Exercise materials>
= = = = = = =
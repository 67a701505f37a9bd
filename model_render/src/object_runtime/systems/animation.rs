use crate::animation::{AnimationClock, AnimationState, MatrixPool};
use crate::model::ModelLibrary;
use crate::object_runtime::components::{BoneMatrices, ModelObject, ViewCulling};
use crate::object_runtime::dirty::{DirtyFlags, PendingInvalidations};
use crate::render::RenderStats;
use crate::settings::RenderSettings;
use bevy::prelude::*;

/// Advances every animated object and refreshes its bone array. A pose that
/// actually changed is reported for dirty propagation.
pub fn animate_model_objects(
    time: Res<Time>,
    settings: Res<RenderSettings>,
    models: Res<ModelLibrary>,
    mut pool: ResMut<MatrixPool>,
    mut pending: ResMut<PendingInvalidations>,
    mut stats: ResMut<RenderStats>,
    mut objects: Query<(
        Entity,
        &ModelObject,
        &mut AnimationState,
        &mut BoneMatrices,
        &ViewCulling,
    )>,
) {
    let clock = AnimationClock {
        delta_secs: time.delta_secs(),
        speed_multiplier: settings.animation.speed_multiplier,
        blend_duration: settings.animation.blend_duration_secs,
    };

    for (entity, object, mut state, mut bones, culling) in &mut objects {
        let Some(model) = models.get(object.model) else {
            continue;
        };

        if bones.0.len() != model.bone_count() {
            bones.0.clear();
            bones.0.resize(model.bone_count(), Mat4::IDENTITY);
            state.invalidate_sample();
        }

        if !culling.is_visible() {
            // Keep the clock running; the pose is evaluated once visible again.
            state.advance(model, &clock);
            state.invalidate_sample();
            continue;
        }

        let evaluations = state.pose_evaluations();
        let changed = state.animate(model, &clock, &mut bones.0, &mut pool);
        stats.pose_evaluations += (state.pose_evaluations() - evaluations) as usize;

        if changed {
            pending.push(entity, DirtyFlags::ANIMATION);
        }
    }
}
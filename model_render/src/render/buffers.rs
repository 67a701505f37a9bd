use super::backend::{BufferHandle, GpuBackend, GpuError, GpuResult, SkinnedVertex};
use super::path::RenderPath;
use crate::model::MeshDesc;
use crate::object_runtime::dirty::DirtyFlags;
use bevy::prelude::*;

/// Light and tint closer than this count as unchanged for the rebuild gate.
const COLOR_EPSILON: f32 = 1e-4;

/// GPU buffers last built for one mesh of one object.
#[derive(Debug, Clone, Copy, PartialEq, Default)]
pub struct MeshBufferEntry {
    pub vertex_buffer: Option<BufferHandle>,
    pub index_buffer: Option<BufferHandle>,
    pub index_count: u32,
    pub light: Vec3,
    pub tint: Vec4,
    pub valid: bool,
    /// Buffer holds unskinned vertices for GPU skinning or instancing.
    pub bind_pose: bool,
    /// The mesh sat out a frame that changed the pose.
    pub pose_stale: bool,
}

pub struct MeshBuildInputs<'a> {
    pub mesh: &'a MeshDesc,
    pub bones: &'a [Mat4],
    pub path: RenderPath,
    pub light: Vec3,
    pub tint: Vec4,
    pub dirty: DirtyFlags,
}

#[derive(Debug, Clone, Copy, PartialEq, Eq)]
pub enum BufferUpdate {
    Reused,
    Rebuilt,
}

impl MeshBufferEntry {
    pub fn needs_rebuild(&self, inputs: &MeshBuildInputs) -> bool {
        let bind_pose = inputs.path.uses_bind_pose_buffers();
        if !self.valid
            || self.vertex_buffer.is_none()
            || self.index_buffer.is_none()
            || self.bind_pose != bind_pose
        {
            return true;
        }

        // Bind-pose vertices depend on nothing but the mesh.
        if bind_pose {
            return false;
        }

        if self.pose_stale || inputs.dirty.contains(DirtyFlags::ANIMATION) {
            return true;
        }

        if inputs
            .dirty
            .intersects(DirtyFlags::LIGHTING | DirtyFlags::TRANSFORM)
        {
            return !(self.light.abs_diff_eq(inputs.light, COLOR_EPSILON)
                && self.tint.abs_diff_eq(inputs.tint, COLOR_EPSILON));
        }

        false
    }

    pub fn draw_buffers(&self) -> Option<(BufferHandle, BufferHandle, u32)> {
        if !self.valid {
            return None;
        }
        Some((self.vertex_buffer?, self.index_buffer?, self.index_count))
    }
}

/// Per-object mesh buffers, rebuilt only when the dirty flags say so.
#[derive(Component, Debug, Default)]
pub struct MeshBufferCache {
    entries: Vec<MeshBufferEntry>,
    rebuilds: u64,
    allocations_changed: bool,
}

impl MeshBufferCache {
    /// Sizes the cache to the model's mesh count, releasing surplus entries.
    pub fn prepare(&mut self, backend: &mut dyn GpuBackend, mesh_count: usize) {
        if self.entries.len() > mesh_count {
            for entry in self.entries.drain(mesh_count..) {
                release_entry(backend, &entry);
            }
            self.allocations_changed = true;
        }
        self.entries.resize(mesh_count, MeshBufferEntry::default());
    }

    pub fn entry(&self, mesh: usize) -> Option<&MeshBufferEntry> {
        self.entries.get(mesh)
    }

    pub fn len(&self) -> usize {
        self.entries.len()
    }

    pub fn is_empty(&self) -> bool {
        self.entries.is_empty()
    }

    pub fn rebuilds(&self) -> u64 {
        self.rebuilds
    }

    pub fn update_mesh(
        &mut self,
        backend: &mut dyn GpuBackend,
        index: usize,
        inputs: &MeshBuildInputs,
    ) -> GpuResult<BufferUpdate> {
        let Some(entry) = self.entries.get_mut(index) else {
            return Err(GpuError::DrawRejected(format!(
                "mesh {index} has no buffer entry"
            )));
        };

        if !entry.needs_rebuild(inputs) {
            return Ok(BufferUpdate::Reused);
        }

        entry.valid = false;
        let bind_pose = inputs.path.uses_bind_pose_buffers();
        let vertices = if bind_pose {
            bind_pose_vertices(inputs.mesh)
        } else {
            skin_vertices(inputs.mesh, inputs.bones, inputs.light, inputs.tint)
        };

        match entry.vertex_buffer {
            Some(buffer) => backend.update_vertex_buffer(buffer, &vertices)?,
            None => {
                entry.vertex_buffer = Some(backend.create_vertex_buffer(&vertices)?);
                self.allocations_changed = true;
            }
        }

        if entry.index_buffer.is_none() {
            entry.index_buffer = Some(backend.create_index_buffer(&inputs.mesh.indices)?);
            entry.index_count = inputs.mesh.indices.len() as u32;
            self.allocations_changed = true;
        }

        entry.light = inputs.light;
        entry.tint = inputs.tint;
        entry.bind_pose = bind_pose;
        entry.pose_stale = false;
        entry.valid = true;
        self.rebuilds += 1;
        Ok(BufferUpdate::Rebuilt)
    }

    /// Records a mesh that was not drawn this frame. A pose change it missed
    /// forces a CPU rebuild the next time it is drawn.
    pub fn skip_mesh(&mut self, index: usize, dirty: DirtyFlags) {
        if !dirty.contains(DirtyFlags::ANIMATION) {
            return;
        }
        if let Some(entry) = self.entries.get_mut(index) {
            entry.pose_stale = true;
        }
    }

    /// Forces every mesh to rebuild on its next draw.
    pub fn invalidate(&mut self) {
        for entry in &mut self.entries {
            entry.valid = false;
        }
    }

    pub fn handles(&self) -> Vec<BufferHandle> {
        self.entries
            .iter()
            .flat_map(|entry| [entry.vertex_buffer, entry.index_buffer])
            .flatten()
            .collect()
    }

    /// True once after buffers were created or released.
    pub fn take_allocations_changed(&mut self) -> bool {
        std::mem::take(&mut self.allocations_changed)
    }

    pub fn release_all(&mut self, backend: &mut dyn GpuBackend) {
        for entry in self.entries.drain(..) {
            release_entry(backend, &entry);
        }
        self.allocations_changed = true;
    }
}

fn release_entry(backend: &mut dyn GpuBackend, entry: &MeshBufferEntry) {
    for buffer in [entry.vertex_buffer, entry.index_buffer].into_iter().flatten() {
        backend.release_buffer(buffer);
    }
}

/// CPU skinning: each vertex moved by its bone matrix, lighting and tint baked
/// into the vertex color. Vertices naming a missing bone stay in place.
pub fn skin_vertices(mesh: &MeshDesc, bones: &[Mat4], light: Vec3, tint: Vec4) -> Vec<SkinnedVertex> {
    let color = (light * tint.truncate()).extend(tint.w);
    mesh.vertices
        .iter()
        .map(|vertex| {
            let bone = bones
                .get(usize::from(vertex.bone))
                .copied()
                .unwrap_or(Mat4::IDENTITY);
            SkinnedVertex {
                position: bone.transform_point3(vertex.position),
                normal: bone.transform_vector3(vertex.normal).normalize_or_zero(),
                uv: vertex.uv,
                color,
                bone: u32::from(vertex.bone),
            }
        })
        .collect()
}

pub fn bind_pose_vertices(mesh: &MeshDesc) -> Vec<SkinnedVertex> {
    mesh.vertices
        .iter()
        .map(|vertex| SkinnedVertex {
            position: vertex.position,
            normal: vertex.normal,
            uv: vertex.uv,
            color: Vec4::ONE,
            bone: u32::from(vertex.bone),
        })
        .collect()
}
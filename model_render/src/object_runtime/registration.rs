use crate::animation::MatrixPool;
use crate::lighting::{BatchLightCache, LightingField};
use crate::model::ModelLibrary;
use crate::model::texture::TextureStreamer;
use crate::object_runtime::dirty::PendingInvalidations;
use crate::object_runtime::pipeline::ModelRenderPipeline;
use crate::object_runtime::systems::{
    BufferOwnership, animate_model_objects, apply_pending_invalidations, begin_model_frame,
    detect_object_changes, draw_model_objects, flush_static_instancing, poll_texture_loads,
    refresh_object_lighting, release_buffers_on_exit, release_despawned_buffers,
    resolve_mesh_textures, resolve_world_matrices,
};
use crate::render::{MeshGroups, RenderStats, StaticInstancingManager};
use crate::settings::RenderSettings;
use bevy::prelude::*;

/// Registers the model render frame. A `RenderBackend` and a `TextureLibrary`
/// are inserted by the host; without them drawing and texture binding are
/// skipped.
pub struct ModelRenderPlugin;

impl Plugin for ModelRenderPlugin {
    fn build(&self, app: &mut App) {
        let settings = app
            .world()
            .get_resource::<RenderSettings>()
            .cloned()
            .unwrap_or_default()
            .resolved();

        app.insert_resource(StaticInstancingManager::new(
            settings.instancing.enabled,
            settings.instancing.initial_instance_capacity,
        ))
        .insert_resource(settings)
        .init_resource::<ModelLibrary>()
        .init_resource::<TextureStreamer>()
        .init_resource::<MatrixPool>()
        .init_resource::<PendingInvalidations>()
        .init_resource::<MeshGroups>()
        .init_resource::<RenderStats>()
        .init_resource::<LightingField>()
        .init_resource::<BatchLightCache>()
        .init_resource::<BufferOwnership>()
        .configure_sets(
            Update,
            (
                ModelRenderPipeline::Prepare,
                ModelRenderPipeline::Animate,
                ModelRenderPipeline::Invalidate,
                ModelRenderPipeline::Lighting,
                ModelRenderPipeline::Draw,
                ModelRenderPipeline::Flush,
            )
                .chain(),
        )
        .add_systems(
            Update,
            (
                begin_model_frame,
                detect_object_changes,
                release_despawned_buffers,
                poll_texture_loads,
                resolve_mesh_textures,
            )
                .chain()
                .in_set(ModelRenderPipeline::Prepare),
        )
        .add_systems(
            Update,
            animate_model_objects.in_set(ModelRenderPipeline::Animate),
        )
        .add_systems(
            Update,
            (apply_pending_invalidations, resolve_world_matrices)
                .chain()
                .in_set(ModelRenderPipeline::Invalidate),
        )
        .add_systems(
            Update,
            refresh_object_lighting.in_set(ModelRenderPipeline::Lighting),
        )
        .add_systems(Update, draw_model_objects.in_set(ModelRenderPipeline::Draw))
        .add_systems(
            Update,
            flush_static_instancing.in_set(ModelRenderPipeline::Flush),
        )
        .add_systems(Last, release_buffers_on_exit);

        info!("Model render pipeline registered");
    }
}
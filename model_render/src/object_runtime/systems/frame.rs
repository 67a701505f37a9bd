use crate::object_runtime::components::{ModelObject, ObjectAppearance};
use crate::object_runtime::dirty::{DirtyFlags, PendingInvalidations};
use crate::render::{RenderStats, StaticInstancingManager};
use bevy::prelude::*;

/// Resets per-frame counters and opens the instancing batches for collection.
pub fn begin_model_frame(
    mut stats: ResMut<RenderStats>,
    mut instancing: ResMut<StaticInstancingManager>,
) {
    stats.reset();
    instancing.begin_frame();
}

/// Turns externally written object state into dirty requests.
pub fn detect_object_changes(
    objects: Query<(Entity, Ref<Transform>, Ref<ObjectAppearance>), With<ModelObject>>,
    mut pending: ResMut<PendingInvalidations>,
) {
    for (entity, transform, appearance) in &objects {
        // Fresh objects start fully dirty.
        if transform.is_added() || appearance.is_added() {
            continue;
        }

        let mut flags = DirtyFlags::empty();
        if transform.is_changed() {
            flags |= DirtyFlags::TRANSFORM;
        }
        if appearance.is_changed() {
            // Tint feeds the baked vertex colors; the hidden mesh changes grouping.
            flags |= DirtyFlags::LIGHTING | DirtyFlags::TEXTURE;
        }
        pending.push(entity, flags);
    }
}
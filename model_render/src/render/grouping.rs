use super::path::BlendMode;
use crate::model::texture::TextureHandle;
use bevy::prelude::*;
use std::collections::HashMap;

/// State bound once per group of meshes.
#[derive(Debug, Clone, Copy, PartialEq, Eq, Hash, PartialOrd, Ord)]
pub struct RenderStateKey {
    pub texture: TextureHandle,
    pub blend: BlendMode,
    pub two_sided: bool,
}

/// Per-frame partition of one object's meshes by render state.
///
/// Cleared before each object; the index lists go back to a pool instead of
/// being freed.
#[derive(Resource, Default, Debug)]
pub struct MeshGroups {
    order: Vec<RenderStateKey>,
    groups: HashMap<RenderStateKey, Vec<usize>>,
    pool: Vec<Vec<usize>>,
    special: Vec<(RenderStateKey, usize)>,
}

impl MeshGroups {
    pub fn clear(&mut self) {
        for (_, mut list) in self.groups.drain() {
            list.clear();
            self.pool.push(list);
        }
        self.order.clear();
        self.special.clear();
    }

    pub fn push(&mut self, key: RenderStateKey, mesh: usize) {
        if let Some(list) = self.groups.get_mut(&key) {
            list.push(mesh);
            return;
        }

        let mut list = self.pool.pop().unwrap_or_default();
        list.push(mesh);
        self.groups.insert(key, list);
        self.order.push(key);
    }

    /// Meshes with their own shader path, drawn one by one.
    pub fn push_special(&mut self, key: RenderStateKey, mesh: usize) {
        self.special.push((key, mesh));
    }

    /// Groups in first-seen order.
    pub fn groups(&self) -> impl Iterator<Item = (RenderStateKey, &[usize])> + '_ {
        self.order.iter().filter_map(|key| {
            self.groups
                .get(key)
                .map(|meshes| (*key, meshes.as_slice()))
        })
    }

    pub fn special(&self) -> &[(RenderStateKey, usize)] {
        &self.special
    }

    pub fn group_count(&self) -> usize {
        self.order.len()
    }

    pub fn pooled_lists(&self) -> usize {
        self.pool.len()
    }
}
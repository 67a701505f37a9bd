use super::hierarchy::pose_bones;
use crate::lighting::{BatchLightCache, LightSelectionCache, LightUniforms, LightingField};
use crate::model::ModelLibrary;
use crate::object_runtime::components::{
    BoneMatrices, MeshTextures, ModelObject, ObjectAppearance, ObjectLighting, ParentLink,
    ViewCulling, WorldMatrix,
};
use crate::object_runtime::dirty::RenderDirty;
use crate::render::draw::{DrawTarget, draw_object, queue_instanced_object};
use crate::render::instancing::{EligibilityInputs, instancing_eligibility};
use crate::render::{
    BufferHandle, GpuBackend, GpuResult, MeshBufferCache, MeshGroups, MeshShader, PathInputs,
    RenderBackend, RenderStats, StaticInstancingManager,
};
use crate::settings::RenderSettings;
use bevy::prelude::*;
use std::collections::HashMap;

/// GPU buffers owned by each live object, kept outside the entity so they can
/// be released after it despawns.
#[derive(Resource, Debug, Default)]
pub struct BufferOwnership {
    owned: HashMap<Entity, Vec<BufferHandle>>,
}

impl BufferOwnership {
    pub fn track(&mut self, entity: Entity, handles: Vec<BufferHandle>) {
        if handles.is_empty() {
            self.owned.remove(&entity);
        } else {
            self.owned.insert(entity, handles);
        }
    }

    pub fn release(&mut self, entity: Entity) -> Vec<BufferHandle> {
        self.owned.remove(&entity).unwrap_or_default()
    }

    pub fn owned_by(&self, entity: Entity) -> &[BufferHandle] {
        self.owned.get(&entity).map(Vec::as_slice).unwrap_or(&[])
    }

    pub fn len(&self) -> usize {
        self.owned.len()
    }

    pub fn is_empty(&self) -> bool {
        self.owned.is_empty()
    }

    pub fn clear(&mut self) {
        self.owned.clear();
    }
}

type DrawItem = (
    Entity,
    &'static ModelObject,
    &'static WorldMatrix,
    &'static ObjectAppearance,
    &'static MeshTextures,
    &'static ObjectLighting,
    &'static LightSelectionCache,
    &'static ViewCulling,
    &'static mut RenderDirty,
    &'static mut MeshBufferCache,
    Option<&'static ParentLink>,
    Option<&'static Children>,
);

/// Shared per-frame state for drawing one object.
struct FrameDraw<'a> {
    backend: &'a mut dyn GpuBackend,
    groups: &'a mut MeshGroups,
    stats: &'a mut RenderStats,
    ownership: &'a mut BufferOwnership,
    field: &'a LightingField,
    settings: &'a RenderSettings,
    models: &'a ModelLibrary,
}

fn draw_entity(
    frame: &mut FrameDraw,
    instancing: Option<&mut StaticInstancingManager>,
    item: DrawItemMut,
    bones: &[Mat4],
    only_meshes: Option<&[usize]>,
) {
    let DrawItemMut {
        entity,
        object,
        world,
        appearance,
        textures,
        lighting,
        light_cache,
        link,
        has_children,
        dirty,
        cache,
    } = item;

    let Some(model) = frame.models.get(object.model) else {
        return;
    };

    let instancing_enabled = instancing.as_ref().is_some_and(|manager| manager.is_enabled());
    let eligible = instancing_enabled
        && instancing_eligibility(&EligibilityInputs {
            kind: object.kind,
            model,
            has_children,
            parent_linked: link.is_some(),
            alpha: appearance.alpha,
            textures: textures.bindings(),
            hidden_mesh: appearance.hidden_mesh,
        })
        .is_ok();

    let lights = LightUniforms::from_selection(frame.field.active_lights(), light_cache.selection());
    let target = DrawTarget {
        model_id: object.model,
        model,
        world: world.0,
        appearance,
        textures,
        bones,
        lights: &lights,
        light: lighting.light,
        dirty: dirty.flags(),
        path_inputs: PathInputs {
            instancing_eligible: eligible,
            instancing_enabled,
            gpu_skinning: frame.settings.skinning.gpu_skinning,
            bone_count: bones.len(),
            max_gpu_bones: frame.settings.skinning.max_gpu_bones,
            shader: MeshShader::Standard,
        },
        only_meshes,
    };

    let result: GpuResult<()> = match instancing {
        Some(manager) if eligible => {
            match queue_instanced_object(manager, frame.backend, cache, entity, &target, frame.stats)
            {
                Ok(true) => Ok(()),
                Ok(false) => draw_object(frame.backend, frame.groups, cache, &target, frame.stats),
                Err(error) => Err(error),
            }
        }
        _ => draw_object(frame.backend, frame.groups, cache, &target, frame.stats),
    };

    match result {
        Ok(()) => {
            dirty.take();
        }
        Err(error) => {
            warn!("Object {:?} ({}) failed to draw: {}", entity, model.name, error);
            frame.stats.failed_objects += 1;
            cache.invalidate();
        }
    }

    if cache.take_allocations_changed() {
        frame.ownership.track(entity, cache.handles());
    }
}

struct DrawItemMut<'a> {
    entity: Entity,
    object: &'a ModelObject,
    world: &'a WorldMatrix,
    appearance: &'a ObjectAppearance,
    textures: &'a MeshTextures,
    lighting: &'a ObjectLighting,
    light_cache: &'a LightSelectionCache,
    link: Option<&'a ParentLink>,
    has_children: bool,
    dirty: &'a mut RenderDirty,
    cache: &'a mut MeshBufferCache,
}

/// Draws every visible object, queueing static props into instancing batches.
pub fn draw_model_objects(
    backend: Option<ResMut<RenderBackend>>,
    models: Res<ModelLibrary>,
    field: Res<LightingField>,
    settings: Res<RenderSettings>,
    mut groups: ResMut<MeshGroups>,
    mut instancing: ResMut<StaticInstancingManager>,
    mut stats: ResMut<RenderStats>,
    mut ownership: ResMut<BufferOwnership>,
    mut objects: Query<DrawItem>,
    links: Query<(Option<&ParentLink>, Option<&ChildOf>)>,
    bones: Query<&BoneMatrices>,
) {
    let Some(mut backend) = backend else {
        return;
    };
    let mut frame = FrameDraw {
        backend: &mut **backend,
        groups: &mut groups,
        stats: &mut stats,
        ownership: &mut ownership,
        field: &field,
        settings: &settings,
        models: &models,
    };

    for (
        entity,
        object,
        world,
        appearance,
        textures,
        lighting,
        light_cache,
        culling,
        mut dirty,
        mut cache,
        link,
        children,
    ) in &mut objects
    {
        if !culling.is_visible() {
            continue;
        }
        let object_bones = pose_bones(entity, &links, &bones).unwrap_or(&[]);
        draw_entity(
            &mut frame,
            Some(&mut *instancing),
            DrawItemMut {
                entity,
                object,
                world,
                appearance,
                textures,
                lighting,
                light_cache,
                link,
                has_children: children.is_some_and(|children| !children.is_empty()),
                dirty: &mut dirty,
                cache: &mut cache,
            },
            object_bones,
            None,
        );
    }
}

/// Draws the collected batches. Object meshes of a batch that could not be
/// drawn go through the per-object path in the same frame.
pub fn flush_static_instancing(
    backend: Option<ResMut<RenderBackend>>,
    models: Res<ModelLibrary>,
    field: Res<LightingField>,
    settings: Res<RenderSettings>,
    mut groups: ResMut<MeshGroups>,
    mut instancing: ResMut<StaticInstancingManager>,
    mut batch_lights: ResMut<BatchLightCache>,
    mut stats: ResMut<RenderStats>,
    mut ownership: ResMut<BufferOwnership>,
    mut objects: Query<DrawItem>,
    links: Query<(Option<&ParentLink>, Option<&ChildOf>)>,
    bones: Query<&BoneMatrices>,
) {
    let Some(mut backend) = backend else {
        return;
    };

    if instancing.queued_instances() > 0
        && batch_lights.refresh(&field, settings.lighting.max_batch_lights)
    {
        stats.light_scans += 1;
    }
    let outcome = instancing.flush(&mut **backend, batch_lights.uniforms());
    stats.instanced_batches += outcome.batches_drawn;
    stats.instances_drawn += outcome.instances_drawn;
    if outcome.fallback.is_empty() {
        return;
    }

    let mut frame = FrameDraw {
        backend: &mut **backend,
        groups: &mut groups,
        stats: &mut stats,
        ownership: &mut ownership,
        field: &field,
        settings: &settings,
        models: &models,
    };

    let mut fallback = outcome.fallback;
    fallback.sort_unstable();
    fallback.dedup();
    for run in fallback.chunk_by(|a, b| a.0 == b.0) {
        let meshes: Vec<usize> = run.iter().map(|&(_, mesh)| mesh).collect();
        let Ok((
            entity,
            object,
            world,
            appearance,
            textures,
            lighting,
            light_cache,
            _,
            mut dirty,
            mut cache,
            link,
            children,
        )) = objects.get_mut(run[0].0)
        else {
            continue;
        };
        let object_bones = pose_bones(entity, &links, &bones).unwrap_or(&[]);
        draw_entity(
            &mut frame,
            None,
            DrawItemMut {
                entity,
                object,
                world,
                appearance,
                textures,
                lighting,
                light_cache,
                link,
                has_children: children.is_some_and(|children| !children.is_empty()),
                dirty: &mut dirty,
                cache: &mut cache,
            },
            object_bones,
            Some(meshes.as_slice()),
        );
    }
}

/// Releases the buffers of objects that were despawned or lost their cache.
pub fn release_despawned_buffers(
    backend: Option<ResMut<RenderBackend>>,
    mut removed: RemovedComponents<MeshBufferCache>,
    mut ownership: ResMut<BufferOwnership>,
) {
    let Some(mut backend) = backend else {
        removed.clear();
        return;
    };

    let mut released = 0;
    for entity in removed.read() {
        for buffer in ownership.release(entity) {
            backend.release_buffer(buffer);
            released += 1;
        }
    }
    if released > 0 {
        debug!("Released {} buffers of despawned objects", released);
    }
}

/// Frees every buffer the frame still holds once the app is exiting.
pub fn release_buffers_on_exit(
    mut exits: MessageReader<AppExit>,
    backend: Option<ResMut<RenderBackend>>,
    mut instancing: ResMut<StaticInstancingManager>,
    mut ownership: ResMut<BufferOwnership>,
    mut caches: Query<&mut MeshBufferCache>,
) {
    if exits.read().last().is_none() {
        return;
    }
    let Some(mut backend) = backend else {
        return;
    };

    for mut cache in &mut caches {
        cache.release_all(&mut **backend);
    }
    ownership.clear();
    instancing.release(&mut **backend);
    info!("Released model render buffers on exit");
}
use crate::model::ModelLibrary;
use crate::model::texture::{TextureLibrary, TextureLookup, TextureStreamer};
use crate::object_runtime::components::{MeshTextures, ModelObject, ViewCulling};
use crate::object_runtime::dirty::{DirtyFlags, RenderDirty};
use bevy::prelude::*;

/// Moves finished background loads into the texture cache on the frame thread.
pub fn poll_texture_loads(
    library: Option<Res<TextureLibrary>>,
    mut streamer: ResMut<TextureStreamer>,
    objects: Query<(), With<ModelObject>>,
) {
    let Some(library) = library else {
        return;
    };
    if streamer.pending() == 0 {
        return;
    }

    let report = streamer.poll(&library, |entity| objects.contains(entity));
    if !report.ready.is_empty() || report.discarded > 0 {
        debug!(
            "Texture loads: {} ready, {} failed, {} discarded, {} pending",
            report.ready.len(),
            report.failed,
            report.discarded,
            streamer.pending()
        );
    }
}

/// Binds cached textures to visible objects and requests the missing ones.
/// Meshes whose texture is still loading are skipped until it arrives.
pub fn resolve_mesh_textures(
    library: Option<Res<TextureLibrary>>,
    models: Res<ModelLibrary>,
    mut streamer: ResMut<TextureStreamer>,
    mut objects: Query<(
        Entity,
        &ModelObject,
        &ViewCulling,
        &mut MeshTextures,
        &mut RenderDirty,
    )>,
) {
    let Some(library) = library else {
        return;
    };

    for (entity, object, culling, mut textures, mut dirty) in &mut objects {
        if !culling.is_visible() {
            continue;
        }
        let Some(model) = models.get(object.model) else {
            continue;
        };
        let mesh_count = model.meshes.len();
        if textures.is_complete(mesh_count) {
            continue;
        }

        textures.ensure_len(mesh_count);
        let mut resolved_any = false;
        for (index, mesh) in model.meshes.iter().enumerate() {
            if textures.get(index).is_some() {
                continue;
            }
            match library.lookup(&mesh.texture_path) {
                TextureLookup::Ready(binding) => {
                    textures.set(index, binding);
                    resolved_any = true;
                }
                TextureLookup::Unknown => {
                    streamer.request(&library, &mesh.texture_path, entity);
                }
                TextureLookup::Loading | TextureLookup::Failed => {}
            }
        }

        if resolved_any {
            dirty.mark(DirtyFlags::TEXTURE);
        }
    }
}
= = = = = = =
Would you filter the records and copy out each line containing "LightUniforms"?

use crate::lighting::{BatchLightCache, LightSelectionCache, LightUniforms, LightingField};
    let lights = LightUniforms::from_selection(frame.field.active_lights(), light_cache.selection());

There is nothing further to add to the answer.